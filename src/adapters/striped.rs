//! Lock-striped in-process tier.
//!
//! A fixed array of `RwLock<HashMap>` shards selected by key hash, so
//! writers on different keys rarely contend. Entries carry their own
//! deadline and are checked on read.

use std::collections::HashMap;
use std::collections::hash_map::DefaultHasher;
use std::hash::{Hash, Hasher};
use std::sync::Arc;
use std::sync::atomic::{AtomicU64, Ordering};
use std::time::{Duration, Instant};

use parking_lot::RwLock;
use tracing::debug;

use crate::adapters::{Hit, TierAdapter, TierStats};
use crate::error::{CacheError, CacheResult};
use crate::keys::KeyManager;
use crate::tier::Tier;

const SHARD_COUNT: usize = 16;

#[derive(Debug, Clone)]
struct CacheEntry {
    value: Vec<u8>,
    expires_at: Option<Instant>,
}

impl CacheEntry {
    fn new(value: Vec<u8>, ttl: Duration) -> Self {
        Self {
            value,
            expires_at: (!ttl.is_zero()).then(|| Instant::now() + ttl),
        }
    }

    fn is_expired(&self) -> bool {
        self.expires_at
            .is_some_and(|expires_at| Instant::now() > expires_at)
    }

    fn remaining(&self) -> Option<Duration> {
        self.expires_at
            .map(|expires_at| expires_at.saturating_duration_since(Instant::now()))
    }
}

/// Sharded in-process tier.
pub struct StripedAdapter {
    keys: Arc<KeyManager>,
    shards: Vec<RwLock<HashMap<String, CacheEntry>>>,
    hits: AtomicU64,
    misses: AtomicU64,
    sets: AtomicU64,
}

impl StripedAdapter {
    /// Create the striped tier.
    #[must_use]
    pub fn new(keys: Arc<KeyManager>) -> Self {
        Self {
            keys,
            shards: (0..SHARD_COUNT).map(|_| RwLock::new(HashMap::new())).collect(),
            hits: AtomicU64::new(0),
            misses: AtomicU64::new(0),
            sets: AtomicU64::new(0),
        }
    }

    #[allow(clippy::indexing_slicing)] // modulo keeps the index in range
    fn shard(&self, local_key: &str) -> &RwLock<HashMap<String, CacheEntry>> {
        let mut hasher = DefaultHasher::new();
        local_key.hash(&mut hasher);
        let index = (hasher.finish() as usize) % self.shards.len();
        &self.shards[index]
    }
}

impl TierAdapter for StripedAdapter {
    fn tier(&self) -> Tier {
        Tier::Striped
    }

    fn probe(&self) -> CacheResult<()> {
        let probe_key = self.keys.tier_key("probe:striped", Tier::Striped)?;
        let shard = self.shard(&probe_key);
        shard.write().insert(
            probe_key.clone(),
            CacheEntry::new(b"ok".to_vec(), Duration::from_secs(10)),
        );
        let round_trip = shard
            .read()
            .get(&probe_key)
            .is_some_and(|entry| entry.value == b"ok");
        shard.write().remove(&probe_key);
        if round_trip {
            Ok(())
        } else {
            Err(CacheError::backend("striped map probe round-trip failed"))
        }
    }

    fn get(&self, key: &str) -> CacheResult<Option<Hit>> {
        let local = self.keys.tier_key(key, Tier::Striped)?;
        let shard = self.shard(&local);

        let expired = {
            let guard = shard.read();
            match guard.get(&local) {
                Some(entry) if entry.is_expired() => true,
                Some(entry) => {
                    self.hits.fetch_add(1, Ordering::Relaxed);
                    return Ok(Some(Hit {
                        value: entry.value.clone(),
                        remaining_ttl: entry.remaining(),
                    }));
                }
                None => false,
            }
        };

        if expired {
            shard.write().remove(&local);
        }
        self.misses.fetch_add(1, Ordering::Relaxed);
        Ok(None)
    }

    fn set(&self, key: &str, value: &[u8], ttl: Duration) -> CacheResult<()> {
        let local = self.keys.tier_key(key, Tier::Striped)?;
        self.shard(&local)
            .write()
            .insert(local, CacheEntry::new(value.to_vec(), ttl));
        self.sets.fetch_add(1, Ordering::Relaxed);
        debug!(key = %key, ttl_secs = %ttl.as_secs(), "[striped] cached key");
        Ok(())
    }

    fn delete(&self, key: &str) -> CacheResult<()> {
        let local = self.keys.tier_key(key, Tier::Striped)?;
        self.shard(&local).write().remove(&local);
        Ok(())
    }

    fn clear(&self) -> CacheResult<()> {
        for shard in &self.shards {
            shard.write().clear();
        }
        Ok(())
    }

    fn stats(&self) -> TierStats {
        let entries: usize = self.shards.iter().map(|s| s.read().len()).sum();
        TierStats {
            entries: Some(entries as u64),
            bytes: None,
            hits: self.hits.load(Ordering::Relaxed),
            misses: self.misses.load(Ordering::Relaxed),
            sets: self.sets.load(Ordering::Relaxed),
        }
    }

    fn close(&self) {
        for shard in &self.shards {
            shard.write().clear();
        }
    }
}

#[cfg(test)]
mod tests {
    use super::*;
    use crate::config::EngineConfig;

    fn adapter() -> StripedAdapter {
        let config = EngineConfig::default();
        let scopes = Tier::ALL
            .into_iter()
            .map(|t| (t, config.tier_scope(t)))
            .collect();
        StripedAdapter::new(Arc::new(KeyManager::new(
            &config.keys,
            config.namespace(),
            scopes,
        )))
    }

    #[test]
    fn round_trip_across_many_keys() {
        let striped = adapter();
        for i in 0..100 {
            striped
                .set(&format!("k:{i}"), format!("v{i}").as_bytes(), Duration::from_secs(60))
                .expect("set");
        }
        for i in 0..100 {
            let hit = striped.get(&format!("k:{i}")).expect("get").expect("hit");
            assert_eq!(hit.value, format!("v{i}").as_bytes());
        }
        assert_eq!(striped.stats().entries, Some(100));
    }

    #[test]
    fn concurrent_writers_do_not_lose_entries() {
        let striped = Arc::new(adapter());
        std::thread::scope(|scope| {
            for t in 0..4 {
                let striped = Arc::clone(&striped);
                scope.spawn(move || {
                    for i in 0..50 {
                        striped
                            .set(&format!("t{t}:k{i}"), b"v", Duration::from_secs(60))
                            .expect("set");
                    }
                });
            }
        });
        assert_eq!(striped.stats().entries, Some(200));
    }

    #[test]
    fn clear_empties_every_shard() {
        let striped = adapter();
        for i in 0..32 {
            striped
                .set(&format!("k:{i}"), b"v", Duration::from_secs(60))
                .expect("set");
        }
        striped.clear().expect("clear");
        assert_eq!(striped.stats().entries, Some(0));
    }
}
● ● ●
### Work instructions
What lines in the data above carry "collections"? Return them all.

### Output for this exercise
use std::collections::HashMap;
use std::collections::hash_map::DefaultHasher;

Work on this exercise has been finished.